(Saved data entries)
┄┄┄┄┄┄

use crate::workflow::config::WorkflowConfig;
use anyhow::Context;
use mmwcore::{DecodedFrame, FrameStatus, SensorError, SensorInterface};
use std::thread;
use std::time::Duration;

#[derive(Debug, Clone, Copy, PartialEq, Eq)]
pub enum StopReason {
    FrameLimit,
    Idle,
    Disconnected,
}

#[derive(Debug, Clone, PartialEq)]
pub struct WorkflowResult {
    pub frames: usize,
    pub points: usize,
    pub ticks: usize,
    pub last_frame_number: Option<u32>,
    pub stop_reason: StopReason,
}

/// Fixed-cadence scheduler that drives one sensor interface.
#[derive(Clone)]
pub struct Runner {
    config: WorkflowConfig,
}

impl Runner {
    pub fn new(config: WorkflowConfig) -> Self {
        Self { config }
    }

    /// Ticks `process_frame` until a stop condition, handing every decoded
    /// frame to `on_frame`. Losing the device ends the run cleanly; overflow
    /// and decode failures are returned as errors.
    pub fn run<F>(&self, sensor: &mut SensorInterface, mut on_frame: F) -> anyhow::Result<WorkflowResult>
    where
        F: FnMut(&DecodedFrame),
    {
        let tick = Duration::from_millis(self.config.tick_interval_ms);
        let mut result = WorkflowResult {
            frames: 0,
            points: 0,
            ticks: 0,
            last_frame_number: None,
            stop_reason: StopReason::Idle,
        };
        let mut idle = 0usize;

        loop {
            if self.config.max_frames.is_some_and(|max| result.frames >= max) {
                result.stop_reason = StopReason::FrameLimit;
                break;
            }
            result.ticks += 1;

            match sensor.process_frame() {
                Ok(FrameStatus::Complete(frame)) => {
                    idle = 0;
                    result.frames += 1;
                    result.points += frame.detected_points.as_ref().map_or(0, Vec::len);
                    result.last_frame_number = Some(frame.frame_number());
                    on_frame(&frame);
                }
                Ok(FrameStatus::Incomplete) => {
                    idle += 1;
                    if self.config.max_idle_ticks.is_some_and(|max| idle >= max) {
                        result.stop_reason = StopReason::Idle;
                        break;
                    }
                }
                Err(err @ (SensorError::DataPortNotOpen | SensorError::Io(_))) => {
                    log::warn!("sensor link lost ({}), stopping; reconnect to resume", err);
                    if let Err(close_err) = sensor.close_connection() {
                        log::debug!("closing lost sensor: {}", close_err);
                    }
                    result.stop_reason = StopReason::Disconnected;
                    break;
                }
                Err(err) => {
                    return Err(err).with_context(|| {
                        format!("acquisition stopped after {} frames", result.frames)
                    });
                }
            }

            if !tick.is_zero() {
                thread::sleep(tick);
            }
        }

        Ok(result)
    }
}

┄┄┄┄┄┄

● **DIRECTIONS**
A faithful, word-for-word transcription of the data above is required.

● **RESPONSE AREA**
use crate::workflow::config::WorkflowConfig;
use anyhow::Context;
use mmwcore::{DecodedFrame, FrameStatus, SensorError, SensorInterface};
use std::thread;
use std::time::Duration;

#[derive(Debug, Clone, Copy, PartialEq, Eq)]
pub enum StopReason {
    FrameLimit,
    Idle,
    Disconnected,
}

#[derive(Debug, Clone, PartialEq)]
pub struct WorkflowResult {
    pub frames: usize,
    pub points: usize,
    pub ticks: usize,
    pub last_frame_number: Option<u32>,
    pub stop_reason: StopReason,
}

/// Fixed-cadence scheduler that drives one sensor interface.
#[derive(Clone)]
pub struct Runner {
    config: WorkflowConfig,
}

impl Runner {
    pub fn new(config: WorkflowConfig) -> Self {
        Self { config }
    }

    /// Ticks `process_frame` until a stop condition, handing every decoded
    /// frame to `on_frame`. Losing the device ends the run cleanly; overflow
    /// and decode failures are returned as errors.
    pub fn run<F>(&self, sensor: &mut SensorInterface, mut on_frame: F) -> anyhow::Result<WorkflowResult>
    where
        F: FnMut(&DecodedFrame),
    {
        let tick = Duration::from_millis(self.config.tick_interval_ms);
        let mut result = WorkflowResult {
            frames: 0,
            points: 0,
            ticks: 0,
            last_frame_number: None,
            stop_reason: StopReason::Idle,
        };
        let mut idle = 0usize;

        loop {
            if self.config.max_frames.is_some_and(|max| result.frames >= max) {
                result.stop_reason = StopReason::FrameLimit;
                break;
            }
            result.ticks += 1;

            match sensor.process_frame() {
                Ok(FrameStatus::Complete(frame)) => {
                    idle = 0;
                    result.frames += 1;
                    result.points += frame.detected_points.as_ref().map_or(0, Vec::len);
                    result.last_frame_number = Some(frame.frame_number());
                    on_frame(&frame);
                }
                Ok(FrameStatus::Incomplete) => {
                    idle += 1;
                    if self.config.max_idle_ticks.is_some_and(|max| idle >= max) {
                        result.stop_reason = StopReason::Idle;
                        break;
                    }
                }
                Err(err @ (SensorError::DataPortNotOpen | SensorError::Io(_))) => {
                    log::warn!("sensor link lost ({}), stopping; reconnect to resume", err);
                    if let Err(close_err) = sensor.close_connection() {
                        log::debug!("closing lost sensor: {}", close_err);
                    }
                    result.stop_reason = StopReason::Disconnected;
                    break;
                }
                Err(err) => {
                    return Err(err).with_context(|| {
                        format!("acquisition stopped after {} frames", result.frames)
                    });
                }
            }

            if !tick.is_zero() {
                thread::sleep(tick);
            }
        }

        Ok(result)
    }
}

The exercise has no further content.